Task to carry out
In the entries that follow, find the word "Deserialize" and report each line it is on.

Collected data
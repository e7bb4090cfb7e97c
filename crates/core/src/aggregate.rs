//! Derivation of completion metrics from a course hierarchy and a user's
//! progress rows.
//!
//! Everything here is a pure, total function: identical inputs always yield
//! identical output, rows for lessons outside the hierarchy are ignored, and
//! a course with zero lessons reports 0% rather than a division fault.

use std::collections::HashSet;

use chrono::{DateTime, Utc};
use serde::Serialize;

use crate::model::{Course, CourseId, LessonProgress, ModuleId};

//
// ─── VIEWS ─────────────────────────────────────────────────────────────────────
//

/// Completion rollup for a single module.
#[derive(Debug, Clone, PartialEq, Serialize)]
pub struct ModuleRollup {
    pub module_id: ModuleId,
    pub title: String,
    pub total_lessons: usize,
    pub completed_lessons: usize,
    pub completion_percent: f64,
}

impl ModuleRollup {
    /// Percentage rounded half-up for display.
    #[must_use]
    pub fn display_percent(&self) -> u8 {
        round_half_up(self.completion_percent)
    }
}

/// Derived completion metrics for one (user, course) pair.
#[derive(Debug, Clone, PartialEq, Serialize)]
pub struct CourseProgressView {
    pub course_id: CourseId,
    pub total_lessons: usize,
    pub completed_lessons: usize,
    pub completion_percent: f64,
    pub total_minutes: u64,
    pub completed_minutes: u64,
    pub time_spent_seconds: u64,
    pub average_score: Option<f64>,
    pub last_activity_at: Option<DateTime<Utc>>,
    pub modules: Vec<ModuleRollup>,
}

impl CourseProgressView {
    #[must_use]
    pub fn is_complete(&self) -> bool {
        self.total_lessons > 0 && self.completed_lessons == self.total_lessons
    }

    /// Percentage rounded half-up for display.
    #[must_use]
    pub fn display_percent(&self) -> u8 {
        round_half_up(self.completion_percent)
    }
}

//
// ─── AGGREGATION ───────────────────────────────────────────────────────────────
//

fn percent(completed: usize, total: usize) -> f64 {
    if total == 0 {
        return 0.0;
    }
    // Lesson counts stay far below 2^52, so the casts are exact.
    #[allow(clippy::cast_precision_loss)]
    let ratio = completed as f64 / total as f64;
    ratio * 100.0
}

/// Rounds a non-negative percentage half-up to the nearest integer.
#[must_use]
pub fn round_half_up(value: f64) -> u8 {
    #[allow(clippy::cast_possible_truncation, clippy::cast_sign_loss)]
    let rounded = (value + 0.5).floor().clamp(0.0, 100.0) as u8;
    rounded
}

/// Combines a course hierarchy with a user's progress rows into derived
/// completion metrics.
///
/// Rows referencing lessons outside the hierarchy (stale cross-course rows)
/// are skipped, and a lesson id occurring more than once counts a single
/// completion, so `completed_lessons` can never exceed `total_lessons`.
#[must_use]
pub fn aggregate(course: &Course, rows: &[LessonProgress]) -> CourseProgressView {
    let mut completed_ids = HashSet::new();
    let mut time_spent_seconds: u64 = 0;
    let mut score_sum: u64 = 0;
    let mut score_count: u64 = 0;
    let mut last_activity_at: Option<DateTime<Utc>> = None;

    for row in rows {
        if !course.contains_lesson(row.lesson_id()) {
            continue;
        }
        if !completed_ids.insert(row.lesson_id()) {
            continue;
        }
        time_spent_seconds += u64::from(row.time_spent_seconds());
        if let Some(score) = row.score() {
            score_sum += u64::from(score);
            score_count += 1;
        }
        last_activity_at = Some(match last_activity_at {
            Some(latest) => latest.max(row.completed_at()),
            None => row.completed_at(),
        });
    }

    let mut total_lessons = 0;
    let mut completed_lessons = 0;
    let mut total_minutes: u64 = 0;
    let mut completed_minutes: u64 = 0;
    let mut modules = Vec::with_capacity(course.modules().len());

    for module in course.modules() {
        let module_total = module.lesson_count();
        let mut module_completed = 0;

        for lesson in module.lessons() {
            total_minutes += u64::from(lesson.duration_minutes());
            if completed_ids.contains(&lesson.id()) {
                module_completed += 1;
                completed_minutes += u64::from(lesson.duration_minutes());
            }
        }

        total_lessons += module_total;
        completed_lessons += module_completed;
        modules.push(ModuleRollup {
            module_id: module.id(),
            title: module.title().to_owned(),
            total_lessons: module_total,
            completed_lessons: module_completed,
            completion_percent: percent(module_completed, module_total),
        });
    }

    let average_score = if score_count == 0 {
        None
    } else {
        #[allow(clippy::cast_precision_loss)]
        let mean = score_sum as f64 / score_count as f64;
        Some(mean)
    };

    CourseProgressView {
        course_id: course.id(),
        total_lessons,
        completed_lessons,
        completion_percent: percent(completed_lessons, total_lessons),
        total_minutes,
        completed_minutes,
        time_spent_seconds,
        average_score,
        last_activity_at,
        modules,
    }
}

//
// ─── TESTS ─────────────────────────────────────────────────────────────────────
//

--

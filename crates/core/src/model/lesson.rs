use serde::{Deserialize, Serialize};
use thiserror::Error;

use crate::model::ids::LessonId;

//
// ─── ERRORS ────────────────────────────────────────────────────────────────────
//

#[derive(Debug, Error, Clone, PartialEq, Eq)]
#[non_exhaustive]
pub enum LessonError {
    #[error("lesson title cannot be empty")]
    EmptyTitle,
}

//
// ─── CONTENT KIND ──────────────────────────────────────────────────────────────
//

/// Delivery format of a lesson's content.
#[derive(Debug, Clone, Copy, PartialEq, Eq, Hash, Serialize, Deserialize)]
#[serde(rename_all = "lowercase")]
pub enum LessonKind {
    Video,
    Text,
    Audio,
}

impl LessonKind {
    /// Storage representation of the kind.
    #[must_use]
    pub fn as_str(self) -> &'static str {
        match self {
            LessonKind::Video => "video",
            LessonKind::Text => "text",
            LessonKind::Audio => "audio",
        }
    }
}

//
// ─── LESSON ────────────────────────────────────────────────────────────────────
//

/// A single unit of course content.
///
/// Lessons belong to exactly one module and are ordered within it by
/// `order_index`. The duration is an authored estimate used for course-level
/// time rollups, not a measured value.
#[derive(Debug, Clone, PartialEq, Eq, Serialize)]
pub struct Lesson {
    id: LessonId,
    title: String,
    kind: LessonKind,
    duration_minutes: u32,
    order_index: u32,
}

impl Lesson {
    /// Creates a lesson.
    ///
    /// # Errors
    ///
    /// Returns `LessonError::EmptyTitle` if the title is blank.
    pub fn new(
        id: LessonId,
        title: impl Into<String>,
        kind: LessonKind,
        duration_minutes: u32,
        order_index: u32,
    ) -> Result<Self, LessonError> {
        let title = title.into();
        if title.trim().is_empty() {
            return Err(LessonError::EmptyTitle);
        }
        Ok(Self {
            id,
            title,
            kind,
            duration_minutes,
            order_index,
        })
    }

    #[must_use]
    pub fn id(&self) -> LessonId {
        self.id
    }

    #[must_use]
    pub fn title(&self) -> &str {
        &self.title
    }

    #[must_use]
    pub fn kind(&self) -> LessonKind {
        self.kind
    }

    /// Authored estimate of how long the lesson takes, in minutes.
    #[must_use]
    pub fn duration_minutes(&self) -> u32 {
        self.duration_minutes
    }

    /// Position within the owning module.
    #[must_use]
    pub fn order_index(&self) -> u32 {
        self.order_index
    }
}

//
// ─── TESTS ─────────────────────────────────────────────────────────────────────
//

--

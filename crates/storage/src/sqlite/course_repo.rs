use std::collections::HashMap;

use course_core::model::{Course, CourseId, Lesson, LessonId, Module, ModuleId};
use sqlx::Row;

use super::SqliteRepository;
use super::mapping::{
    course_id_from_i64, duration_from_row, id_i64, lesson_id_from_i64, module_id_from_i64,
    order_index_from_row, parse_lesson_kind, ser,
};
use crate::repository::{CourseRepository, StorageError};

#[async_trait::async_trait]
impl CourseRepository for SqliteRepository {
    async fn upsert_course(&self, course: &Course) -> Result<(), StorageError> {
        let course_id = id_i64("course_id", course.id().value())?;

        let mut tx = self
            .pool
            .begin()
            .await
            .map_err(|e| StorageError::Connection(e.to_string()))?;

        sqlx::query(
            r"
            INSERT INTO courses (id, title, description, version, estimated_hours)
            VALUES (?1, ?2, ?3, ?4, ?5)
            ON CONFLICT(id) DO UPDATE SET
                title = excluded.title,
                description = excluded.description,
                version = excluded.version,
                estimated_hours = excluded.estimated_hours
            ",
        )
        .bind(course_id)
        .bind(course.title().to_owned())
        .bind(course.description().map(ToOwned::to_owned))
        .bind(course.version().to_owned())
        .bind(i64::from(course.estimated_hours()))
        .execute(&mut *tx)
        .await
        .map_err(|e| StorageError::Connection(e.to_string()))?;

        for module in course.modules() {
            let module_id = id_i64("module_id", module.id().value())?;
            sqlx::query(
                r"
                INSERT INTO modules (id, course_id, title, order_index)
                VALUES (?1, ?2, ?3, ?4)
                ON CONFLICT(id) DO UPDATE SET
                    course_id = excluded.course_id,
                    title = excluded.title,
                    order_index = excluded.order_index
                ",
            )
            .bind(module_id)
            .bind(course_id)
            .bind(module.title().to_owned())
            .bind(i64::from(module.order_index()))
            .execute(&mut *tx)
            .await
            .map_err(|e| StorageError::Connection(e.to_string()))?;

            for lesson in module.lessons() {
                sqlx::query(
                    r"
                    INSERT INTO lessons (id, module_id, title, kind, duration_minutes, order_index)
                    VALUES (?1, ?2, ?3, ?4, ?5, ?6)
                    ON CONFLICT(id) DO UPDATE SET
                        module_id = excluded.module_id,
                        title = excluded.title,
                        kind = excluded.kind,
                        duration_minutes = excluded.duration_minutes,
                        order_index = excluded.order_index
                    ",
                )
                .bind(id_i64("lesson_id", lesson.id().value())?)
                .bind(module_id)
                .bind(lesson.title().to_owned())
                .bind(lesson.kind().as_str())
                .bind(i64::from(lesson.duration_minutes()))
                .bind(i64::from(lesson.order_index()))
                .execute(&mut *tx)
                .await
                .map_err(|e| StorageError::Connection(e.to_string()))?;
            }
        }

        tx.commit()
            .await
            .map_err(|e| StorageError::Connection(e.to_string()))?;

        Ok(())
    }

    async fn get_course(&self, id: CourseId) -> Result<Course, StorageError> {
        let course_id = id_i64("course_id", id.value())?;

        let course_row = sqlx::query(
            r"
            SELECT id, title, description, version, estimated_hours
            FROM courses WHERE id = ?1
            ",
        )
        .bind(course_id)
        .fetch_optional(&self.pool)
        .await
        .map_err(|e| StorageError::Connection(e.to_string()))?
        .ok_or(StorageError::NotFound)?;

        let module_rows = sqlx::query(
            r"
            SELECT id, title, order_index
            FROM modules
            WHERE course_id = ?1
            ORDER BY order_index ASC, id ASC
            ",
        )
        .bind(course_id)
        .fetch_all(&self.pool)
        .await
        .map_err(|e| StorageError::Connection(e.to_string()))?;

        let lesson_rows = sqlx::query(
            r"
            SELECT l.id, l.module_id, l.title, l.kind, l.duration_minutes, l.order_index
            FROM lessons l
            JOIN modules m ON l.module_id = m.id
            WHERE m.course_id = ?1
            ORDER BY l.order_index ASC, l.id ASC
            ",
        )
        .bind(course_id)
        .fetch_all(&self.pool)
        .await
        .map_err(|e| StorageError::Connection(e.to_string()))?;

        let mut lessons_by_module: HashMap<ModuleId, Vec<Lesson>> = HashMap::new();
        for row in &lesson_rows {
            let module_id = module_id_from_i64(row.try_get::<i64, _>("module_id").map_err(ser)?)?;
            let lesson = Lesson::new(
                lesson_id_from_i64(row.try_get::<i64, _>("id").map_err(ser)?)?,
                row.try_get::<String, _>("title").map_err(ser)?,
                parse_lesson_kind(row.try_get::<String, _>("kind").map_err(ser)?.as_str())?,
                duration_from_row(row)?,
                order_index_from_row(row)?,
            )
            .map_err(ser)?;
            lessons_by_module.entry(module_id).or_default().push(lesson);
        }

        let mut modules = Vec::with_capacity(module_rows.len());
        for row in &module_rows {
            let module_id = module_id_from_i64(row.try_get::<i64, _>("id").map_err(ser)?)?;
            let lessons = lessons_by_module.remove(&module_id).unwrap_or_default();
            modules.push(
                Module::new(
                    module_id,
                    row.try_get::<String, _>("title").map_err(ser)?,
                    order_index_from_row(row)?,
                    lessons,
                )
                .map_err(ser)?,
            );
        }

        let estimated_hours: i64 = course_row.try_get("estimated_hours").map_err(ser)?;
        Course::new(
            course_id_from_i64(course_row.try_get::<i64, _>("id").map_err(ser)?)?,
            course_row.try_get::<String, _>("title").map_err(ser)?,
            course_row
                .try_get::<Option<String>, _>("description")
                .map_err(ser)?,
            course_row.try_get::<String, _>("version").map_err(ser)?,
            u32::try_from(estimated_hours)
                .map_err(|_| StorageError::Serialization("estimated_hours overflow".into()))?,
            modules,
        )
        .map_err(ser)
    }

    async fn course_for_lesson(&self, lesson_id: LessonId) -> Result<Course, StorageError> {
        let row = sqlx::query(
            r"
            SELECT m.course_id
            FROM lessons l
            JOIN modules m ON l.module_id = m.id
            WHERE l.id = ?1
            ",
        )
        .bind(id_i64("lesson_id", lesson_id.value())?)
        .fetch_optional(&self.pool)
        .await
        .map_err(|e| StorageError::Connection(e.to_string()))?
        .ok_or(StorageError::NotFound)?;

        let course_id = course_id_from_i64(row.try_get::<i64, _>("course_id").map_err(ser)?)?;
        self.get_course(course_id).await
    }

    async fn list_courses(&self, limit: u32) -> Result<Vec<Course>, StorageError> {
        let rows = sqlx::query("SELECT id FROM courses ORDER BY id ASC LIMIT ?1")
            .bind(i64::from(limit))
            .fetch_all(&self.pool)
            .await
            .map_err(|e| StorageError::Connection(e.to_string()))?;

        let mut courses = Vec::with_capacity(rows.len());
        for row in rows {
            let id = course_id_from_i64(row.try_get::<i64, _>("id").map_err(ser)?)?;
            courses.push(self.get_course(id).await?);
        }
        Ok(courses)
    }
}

Task answer
use serde::{Deserialize, Serialize};
#[derive(Debug, Clone, Copy, PartialEq, Eq, Hash, Serialize, Deserialize)]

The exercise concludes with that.